[AVAILABLE DATA — start]

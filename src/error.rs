//! Error type shared by the collector, its collaborators and configuration.

/// Errors surfaced by the status collector.
///
/// Ingestion never fails for the content of an event; the only ingestion
/// failure is a collector that has already stopped.
#[derive(Debug, thiserror::Error)]
pub enum StatusError {
    #[error("status collector has stopped")]
    CollectorStopped,

    #[error("failed to serialize status snapshot: {0}")]
    Serialize(#[from] serde_json::Error),

    #[error("metrics registry error: {0}")]
    Registry(#[from] prometheus::Error),

    #[error("invalid configuration: {0}")]
    Config(String),

    #[error("collector task failed: {0}")]
    Join(#[from] tokio::task::JoinError),
}
//! imgd status collector library
//!
//! This library aggregates operational counters and periodically sampled
//! gauges for the imgd image cache and serves them as a consistent JSON
//! snapshot. Every increment is also forwarded to a metrics sink, typically a
//! Prometheus registry.
//!
//! # Features
//!
//! - **Single Writer**: One task owns all counters and gauges; no locks guard the state
//! - **Back-Pressure**: A bounded ingestion queue makes producers wait instead of dropping events
//! - **Periodic Gauges**: Memory, uptime and cache figures are resampled on a fixed tick
//! - **Consistent Snapshots**: Snapshots are answered by the owning task, never read concurrently
//!
//! # Usage
//!
//! ```rust
//! use std::sync::Arc;
//! use imgd_status::{Collaborators, CollectorConfig, EmptyCache, NoopSink, StatusCollector};
//!
//! # #[tokio::main(flavor = "current_thread")]
//! # async fn main() -> Result<(), imgd_status::StatusError> {
//! let deps = Collaborators::new(Arc::new(NoopSink), Arc::new(EmptyCache));
//! let (collector, task) = StatusCollector::spawn(&CollectorConfig::default(), deps)?;
//!
//! collector.record_cache_hit().await?;
//! collector.record_requested("skin").await?;
//!
//! let snapshot = collector.snapshot().await?;
//! assert_eq!(snapshot.cache_hits, 1);
//! assert_eq!(snapshot.requested["skin"], 1);
//!
//! let json = collector.export_snapshot().await?;
//! println!("{}", String::from_utf8_lossy(&json));
//!
//! task.shutdown().await?;
//! # Ok(())
//! # }
//! ```

pub mod cache;
pub mod clock;
pub mod collector;
pub mod config;
pub mod error;
pub mod event;
pub mod metrics;
pub mod scheduler;
pub mod state;
pub mod system;

// Re-export main types for convenience
pub use cache::{CacheInfo, EmptyCache};
pub use clock::{Clock, SystemClock};
pub use collector::{Collaborators, CollectorTask, StatusCollector};
pub use config::{CollectorConfig, Config, ServerConfig};
pub use error::StatusError;
pub use event::{EventFamily, StatusEvent};
pub use metrics::{MetricsSink, NoopSink, PrometheusSink};
pub use state::{Gauges, StatusInfo};
pub use system::{MemoryProbe, ProcSelfMemory};
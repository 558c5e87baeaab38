//! HTTP endpoint handlers for the status host.
//!
//! This module provides handlers for all HTTP endpoints:
//! - `/`: Plain-text index
//! - `/status`: JSON status snapshot
//! - `/metrics`: Prometheus metrics endpoint

pub mod metrics;
pub mod root;
pub mod status;

// Re-export handlers
pub use metrics::metrics_handler;
pub use root::root_handler;
pub use status::status_handler;
//! CLI arguments for the imgd-status host binary.
//!
//! This module defines the command-line interface using the clap library and
//! merges it over the file configuration.

use clap::{Parser, ValueEnum};
use imgd_status::Config;
use std::net::IpAddr;
use std::path::PathBuf;

/// Log level options for CLI parsing
#[derive(Debug, Clone, ValueEnum)]
pub enum LogLevel {
    Off,
    Error,
    Warn,
    Info,
    Debug,
    Trace,
}

impl LogLevel {
    /// Effective level from the merged config, falling back to info.
    pub fn resolve(config: &Config) -> Self {
        config
            .log_level
            .as_deref()
            .and_then(|name| LogLevel::from_str(name, true).ok())
            .unwrap_or(LogLevel::Info)
    }
}

/// Configuration format options for output
#[derive(Debug, Clone, ValueEnum)]
pub enum ConfigFormat {
    Yaml,
    Json,
    Toml,
}

/// Main CLI arguments structure
#[derive(Parser, Debug)]
#[command(
    name = "imgd-status",
    about = "Status and metrics aggregator for the imgd image cache",
    long_about = "Status and metrics aggregator for the imgd image cache.\n\n\
                  Collects cache, request and error counters plus periodically sampled \
                  gauges, and serves them as a JSON status document and Prometheus metrics.",
    version,
    propagate_version = true
)]
pub struct Args {
    /// HTTP listen port
    #[arg(short = 'p', long)]
    pub port: Option<u16>,

    /// Bind to specific interface/IP
    #[arg(long)]
    pub bind: Option<IpAddr>,

    /// Log level (overrides log_level from the config file; default: info)
    #[arg(long, value_enum)]
    pub log_level: Option<LogLevel>,

    /// Config file (YAML/JSON/TOML)
    #[arg(short = 'c', long)]
    pub config: Option<PathBuf>,

    /// Disable all config file loading
    #[arg(long)]
    pub no_config: bool,

    /// Print effective merged config and exit
    #[arg(long)]
    pub show_config: bool,

    /// Output format for --show-config
    #[arg(long, value_enum, default_value = "yaml")]
    pub config_format: ConfigFormat,

    /// Validate config and exit (return code 1 on error)
    #[arg(long)]
    pub check_config: bool,

    /// Seconds between gauge samples
    #[arg(long)]
    pub tick_interval_secs: Option<u64>,

    /// Capacity of the ingestion queue
    #[arg(long)]
    pub queue_capacity: Option<usize>,
}

impl Args {
    /// Applies CLI overrides. Precedence: CLI > config file > default.
    pub fn apply_overrides(&self, config: &mut Config) {
        if let Some(level) = &self.log_level {
            config.log_level = level
                .to_possible_value()
                .map(|v| v.get_name().to_string());
        }
        if let Some(bind_ip) = self.bind {
            config.server.bind = bind_ip.to_string();
        }
        if let Some(port) = self.port {
            config.server.port = port;
        }
        if let Some(secs) = self.tick_interval_secs {
            config.collector.tick_interval_secs = secs;
        }
        if let Some(capacity) = self.queue_capacity {
            config.collector.queue_capacity = capacity;
        }
    }
}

[AVAILABLE DATA — finish]

▶ _TASK GOAL_: Each record above is to be reproduced word for word.

▶ _SOLUTION FOR THIS TASK_:
filename src/error.rs
//! Error type shared by the collector, its collaborators and configuration.

/// Errors surfaced by the status collector.
///
/// Ingestion never fails for the content of an event; the only ingestion
/// failure is a collector that has already stopped.
#[derive(Debug, thiserror::Error)]
pub enum StatusError {
    #[error("status collector has stopped")]
    CollectorStopped,

    #[error("failed to serialize status snapshot: {0}")]
    Serialize(#[from] serde_json::Error),

    #[error("metrics registry error: {0}")]
    Registry(#[from] prometheus::Error),

    #[error("invalid configuration: {0}")]
    Config(String),

    #[error("collector task failed: {0}")]
    Join(#[from] tokio::task::JoinError),
}
//! imgd status collector library
//!
//! This library aggregates operational counters and periodically sampled
//! gauges for the imgd image cache and serves them as a consistent JSON
//! snapshot. Every increment is also forwarded to a metrics sink, typically a
//! Prometheus registry.
//!
//! # Features
//!
//! - **Single Writer**: One task owns all counters and gauges; no locks guard the state
//! - **Back-Pressure**: A bounded ingestion queue makes producers wait instead of dropping events
//! - **Periodic Gauges**: Memory, uptime and cache figures are resampled on a fixed tick
//! - **Consistent Snapshots**: Snapshots are answered by the owning task, never read concurrently
//!
//! # Usage
//!
//! ```rust
//! use std::sync::Arc;
//! use imgd_status::{Collaborators, CollectorConfig, EmptyCache, NoopSink, StatusCollector};
//!
//! # #[tokio::main(flavor = "current_thread")]
//! # async fn main() -> Result<(), imgd_status::StatusError> {
//! let deps = Collaborators::new(Arc::new(NoopSink), Arc::new(EmptyCache));
//! let (collector, task) = StatusCollector::spawn(&CollectorConfig::default(), deps)?;
//!
//! collector.record_cache_hit().await?;
//! collector.record_requested("skin").await?;
//!
//! let snapshot = collector.snapshot().await?;
//! assert_eq!(snapshot.cache_hits, 1);
//! assert_eq!(snapshot.requested["skin"], 1);
//!
//! let json = collector.export_snapshot().await?;
//! println!("{}", String::from_utf8_lossy(&json));
//!
//! task.shutdown().await?;
//! # Ok(())
//! # }
//! ```

pub mod cache;
pub mod clock;
pub mod collector;
pub mod config;
pub mod error;
pub mod event;
pub mod metrics;
pub mod scheduler;
pub mod state;
pub mod system;

// Re-export main types for convenience
pub use cache::{CacheInfo, EmptyCache};
pub use clock::{Clock, SystemClock};
pub use collector::{Collaborators, CollectorTask, StatusCollector};
pub use config::{CollectorConfig, Config, ServerConfig};
pub use error::StatusError;
pub use event::{EventFamily, StatusEvent};
pub use metrics::{MetricsSink, NoopSink, PrometheusSink};
pub use state::{Gauges, StatusInfo};
pub use system::{MemoryProbe, ProcSelfMemory};
repository 558c5e87baeaab38
//! HTTP endpoint handlers for the status host.
//!
//! This module provides handlers for all HTTP endpoints:
//! - `/`: Plain-text index
//! - `/status`: JSON status snapshot
//! - `/metrics`: Prometheus metrics endpoint

pub mod metrics;
pub mod root;
pub mod status;

// Re-export handlers
pub use metrics::metrics_handler;
pub use root::root_handler;
pub use status::status_handler;
//! CLI arguments for the imgd-status host binary.
//!
//! This module defines the command-line interface using the clap library and
//! merges it over the file configuration.

use clap::{Parser, ValueEnum};
use imgd_status::Config;
use std::net::IpAddr;
use std::path::PathBuf;

/// Log level options for CLI parsing
#[derive(Debug, Clone, ValueEnum)]
pub enum LogLevel {
    Off,
    Error,
    Warn,
    Info,
    Debug,
    Trace,
}

impl LogLevel {
    /// Effective level from the merged config, falling back to info.
    pub fn resolve(config: &Config) -> Self {
        config
            .log_level
            .as_deref()
            .and_then(|name| LogLevel::from_str(name, true).ok())
            .unwrap_or(LogLevel::Info)
    }
}

/// Configuration format options for output
#[derive(Debug, Clone, ValueEnum)]
pub enum ConfigFormat {
    Yaml,
    Json,
    Toml,
}

/// Main CLI arguments structure
#[derive(Parser, Debug)]
#[command(
    name = "imgd-status",
    about = "Status and metrics aggregator for the imgd image cache",
    long_about = "Status and metrics aggregator for the imgd image cache.\n\n\
                  Collects cache, request and error counters plus periodically sampled \
                  gauges, and serves them as a JSON status document and Prometheus metrics.",
    version,
    propagate_version = true
)]
pub struct Args {
    /// HTTP listen port
    #[arg(short = 'p', long)]
    pub port: Option<u16>,

    /// Bind to specific interface/IP
    #[arg(long)]
    pub bind: Option<IpAddr>,

    /// Log level (overrides log_level from the config file; default: info)
    #[arg(long, value_enum)]
    pub log_level: Option<LogLevel>,

    /// Config file (YAML/JSON/TOML)
    #[arg(short = 'c', long)]
    pub config: Option<PathBuf>,

    /// Disable all config file loading
    #[arg(long)]
    pub no_config: bool,

    /// Print effective merged config and exit
    #[arg(long)]
    pub show_config: bool,

    /// Output format for --show-config
    #[arg(long, value_enum, default_value = "yaml")]
    pub config_format: ConfigFormat,

    /// Validate config and exit (return code 1 on error)
    #[arg(long)]
    pub check_config: bool,

    /// Seconds between gauge samples
    #[arg(long)]
    pub tick_interval_secs: Option<u64>,

    /// Capacity of the ingestion queue
    #[arg(long)]
    pub queue_capacity: Option<usize>,
}

impl Args {
    /// Applies CLI overrides. Precedence: CLI > config file > default.
    pub fn apply_overrides(&self, config: &mut Config) {
        if let Some(level) = &self.log_level {
            config.log_level = level
                .to_possible_value()
                .map(|v| v.get_name().to_string());
        }
        if let Some(bind_ip) = self.bind {
            config.server.bind = bind_ip.to_string();
        }
        if let Some(port) = self.port {
            config.server.port = port;
        }
        if let Some(secs) = self.tick_interval_secs {
            config.collector.tick_interval_secs = secs;
        }
        if let Some(capacity) = self.queue_capacity {
            config.collector.queue_capacity = capacity;
        }
    }
}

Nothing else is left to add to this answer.